* _EXERCISE BRIEF_
Nothing but a number is expected: the count of lines in the data below that include "match".

(Source data)
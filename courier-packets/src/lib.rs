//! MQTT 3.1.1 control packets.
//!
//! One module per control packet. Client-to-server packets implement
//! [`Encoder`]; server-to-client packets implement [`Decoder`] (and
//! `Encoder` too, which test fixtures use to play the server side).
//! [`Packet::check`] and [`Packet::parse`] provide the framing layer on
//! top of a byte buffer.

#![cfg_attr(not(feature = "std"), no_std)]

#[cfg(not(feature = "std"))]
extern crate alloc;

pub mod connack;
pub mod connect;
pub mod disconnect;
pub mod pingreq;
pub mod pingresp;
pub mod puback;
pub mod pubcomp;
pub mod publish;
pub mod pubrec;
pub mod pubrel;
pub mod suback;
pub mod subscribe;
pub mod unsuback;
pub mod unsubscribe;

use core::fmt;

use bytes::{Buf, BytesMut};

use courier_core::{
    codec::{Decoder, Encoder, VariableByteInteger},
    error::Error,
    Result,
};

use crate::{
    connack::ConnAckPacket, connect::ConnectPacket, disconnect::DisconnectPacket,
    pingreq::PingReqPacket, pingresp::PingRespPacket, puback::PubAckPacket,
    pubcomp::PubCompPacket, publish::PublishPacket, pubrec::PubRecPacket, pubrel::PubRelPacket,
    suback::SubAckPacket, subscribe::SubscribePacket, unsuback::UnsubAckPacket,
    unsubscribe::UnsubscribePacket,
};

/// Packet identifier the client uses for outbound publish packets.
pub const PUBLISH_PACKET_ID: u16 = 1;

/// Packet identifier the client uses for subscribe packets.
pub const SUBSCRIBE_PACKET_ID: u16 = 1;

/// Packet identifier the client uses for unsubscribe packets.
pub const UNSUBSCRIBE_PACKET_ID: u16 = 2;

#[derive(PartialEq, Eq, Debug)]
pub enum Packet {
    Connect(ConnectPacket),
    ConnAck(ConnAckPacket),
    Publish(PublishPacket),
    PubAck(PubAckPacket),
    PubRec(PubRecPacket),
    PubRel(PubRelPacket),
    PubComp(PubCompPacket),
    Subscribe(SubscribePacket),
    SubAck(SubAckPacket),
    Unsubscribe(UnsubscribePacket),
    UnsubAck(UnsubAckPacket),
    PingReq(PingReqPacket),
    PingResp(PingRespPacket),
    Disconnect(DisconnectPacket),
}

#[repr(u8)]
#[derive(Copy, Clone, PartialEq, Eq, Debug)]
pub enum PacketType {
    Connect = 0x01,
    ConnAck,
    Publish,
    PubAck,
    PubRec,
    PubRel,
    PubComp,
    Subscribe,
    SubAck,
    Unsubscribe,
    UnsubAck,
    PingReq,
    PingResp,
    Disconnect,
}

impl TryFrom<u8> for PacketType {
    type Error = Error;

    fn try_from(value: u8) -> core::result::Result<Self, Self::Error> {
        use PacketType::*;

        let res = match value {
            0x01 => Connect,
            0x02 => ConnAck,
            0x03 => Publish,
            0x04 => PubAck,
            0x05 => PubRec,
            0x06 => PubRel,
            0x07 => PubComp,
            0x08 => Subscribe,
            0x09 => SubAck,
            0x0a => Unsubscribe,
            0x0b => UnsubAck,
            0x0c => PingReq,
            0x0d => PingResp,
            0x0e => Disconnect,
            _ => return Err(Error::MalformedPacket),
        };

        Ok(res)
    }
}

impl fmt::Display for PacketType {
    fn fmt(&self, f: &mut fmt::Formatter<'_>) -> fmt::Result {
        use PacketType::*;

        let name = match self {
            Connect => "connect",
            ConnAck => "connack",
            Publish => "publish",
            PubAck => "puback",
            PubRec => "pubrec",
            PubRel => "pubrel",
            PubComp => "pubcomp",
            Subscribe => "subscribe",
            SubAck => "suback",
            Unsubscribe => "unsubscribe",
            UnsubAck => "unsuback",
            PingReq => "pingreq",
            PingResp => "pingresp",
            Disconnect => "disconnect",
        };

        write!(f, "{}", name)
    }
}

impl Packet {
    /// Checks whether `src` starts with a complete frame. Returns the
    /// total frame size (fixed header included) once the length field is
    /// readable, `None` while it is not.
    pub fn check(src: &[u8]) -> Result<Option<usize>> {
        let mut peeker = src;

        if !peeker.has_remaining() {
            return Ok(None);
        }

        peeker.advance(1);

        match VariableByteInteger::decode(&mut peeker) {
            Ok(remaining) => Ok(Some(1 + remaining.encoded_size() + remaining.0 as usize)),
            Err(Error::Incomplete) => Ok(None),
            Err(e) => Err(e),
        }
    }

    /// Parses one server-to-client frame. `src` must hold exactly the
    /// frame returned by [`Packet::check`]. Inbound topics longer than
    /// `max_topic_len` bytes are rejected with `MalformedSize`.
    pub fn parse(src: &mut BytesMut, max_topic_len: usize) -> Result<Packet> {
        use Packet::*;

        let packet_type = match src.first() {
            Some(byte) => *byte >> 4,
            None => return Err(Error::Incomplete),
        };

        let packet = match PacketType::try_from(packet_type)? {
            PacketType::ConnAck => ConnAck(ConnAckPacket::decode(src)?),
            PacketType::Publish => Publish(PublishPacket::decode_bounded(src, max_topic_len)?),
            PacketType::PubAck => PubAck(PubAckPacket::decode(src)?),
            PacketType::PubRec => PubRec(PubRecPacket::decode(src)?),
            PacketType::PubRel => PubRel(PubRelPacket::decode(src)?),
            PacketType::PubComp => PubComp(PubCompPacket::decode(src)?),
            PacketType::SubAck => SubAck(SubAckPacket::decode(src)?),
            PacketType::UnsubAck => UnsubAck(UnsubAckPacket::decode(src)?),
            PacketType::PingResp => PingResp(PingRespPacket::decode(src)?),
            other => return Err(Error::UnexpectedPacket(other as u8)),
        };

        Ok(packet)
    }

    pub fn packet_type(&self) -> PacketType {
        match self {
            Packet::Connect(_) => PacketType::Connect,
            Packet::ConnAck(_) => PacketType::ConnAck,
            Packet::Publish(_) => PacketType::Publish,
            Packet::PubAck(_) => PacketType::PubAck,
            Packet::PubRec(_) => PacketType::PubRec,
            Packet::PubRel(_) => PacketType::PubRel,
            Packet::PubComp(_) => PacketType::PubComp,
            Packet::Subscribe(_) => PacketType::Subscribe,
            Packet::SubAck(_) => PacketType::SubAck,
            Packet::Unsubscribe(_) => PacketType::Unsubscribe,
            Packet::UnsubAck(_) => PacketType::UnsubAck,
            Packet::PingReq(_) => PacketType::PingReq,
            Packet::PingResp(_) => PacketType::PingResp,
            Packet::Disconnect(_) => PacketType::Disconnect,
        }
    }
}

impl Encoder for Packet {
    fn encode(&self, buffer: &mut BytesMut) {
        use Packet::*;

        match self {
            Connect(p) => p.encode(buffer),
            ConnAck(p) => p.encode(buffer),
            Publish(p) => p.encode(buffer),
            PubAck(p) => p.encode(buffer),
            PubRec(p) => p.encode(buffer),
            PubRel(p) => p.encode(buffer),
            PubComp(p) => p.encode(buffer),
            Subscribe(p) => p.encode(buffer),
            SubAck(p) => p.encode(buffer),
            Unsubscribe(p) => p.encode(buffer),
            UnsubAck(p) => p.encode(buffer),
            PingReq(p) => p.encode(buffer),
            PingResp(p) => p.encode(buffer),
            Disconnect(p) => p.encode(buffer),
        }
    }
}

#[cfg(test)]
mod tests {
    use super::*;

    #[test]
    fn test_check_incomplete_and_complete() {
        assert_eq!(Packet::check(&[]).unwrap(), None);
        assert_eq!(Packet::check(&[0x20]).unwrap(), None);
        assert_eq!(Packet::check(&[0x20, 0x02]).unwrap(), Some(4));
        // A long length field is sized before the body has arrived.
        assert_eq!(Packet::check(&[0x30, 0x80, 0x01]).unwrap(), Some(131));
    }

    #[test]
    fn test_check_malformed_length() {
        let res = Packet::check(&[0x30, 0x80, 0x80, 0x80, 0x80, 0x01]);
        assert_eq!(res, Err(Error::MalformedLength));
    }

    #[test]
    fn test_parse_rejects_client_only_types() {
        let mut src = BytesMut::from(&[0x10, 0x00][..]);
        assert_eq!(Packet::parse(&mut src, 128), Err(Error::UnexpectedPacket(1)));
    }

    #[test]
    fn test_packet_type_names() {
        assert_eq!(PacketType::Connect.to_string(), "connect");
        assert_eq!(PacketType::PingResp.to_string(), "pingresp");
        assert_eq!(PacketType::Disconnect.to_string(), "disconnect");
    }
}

--

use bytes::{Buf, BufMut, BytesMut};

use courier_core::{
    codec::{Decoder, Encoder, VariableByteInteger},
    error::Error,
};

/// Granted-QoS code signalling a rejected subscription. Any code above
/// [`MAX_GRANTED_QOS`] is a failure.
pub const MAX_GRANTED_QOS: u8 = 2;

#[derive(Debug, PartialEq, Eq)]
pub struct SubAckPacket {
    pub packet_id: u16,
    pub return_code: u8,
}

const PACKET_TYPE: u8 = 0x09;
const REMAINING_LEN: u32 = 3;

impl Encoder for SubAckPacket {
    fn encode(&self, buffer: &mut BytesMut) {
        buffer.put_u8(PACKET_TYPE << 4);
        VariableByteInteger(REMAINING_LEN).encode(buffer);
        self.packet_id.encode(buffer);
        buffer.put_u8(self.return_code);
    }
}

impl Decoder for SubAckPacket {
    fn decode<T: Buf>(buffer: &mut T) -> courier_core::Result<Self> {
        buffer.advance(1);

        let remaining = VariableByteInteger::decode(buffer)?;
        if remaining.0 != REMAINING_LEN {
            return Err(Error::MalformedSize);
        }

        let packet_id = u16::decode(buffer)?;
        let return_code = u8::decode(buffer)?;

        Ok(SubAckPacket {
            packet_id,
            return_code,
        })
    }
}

* _RESULT FOR THIS EXERCISE_
7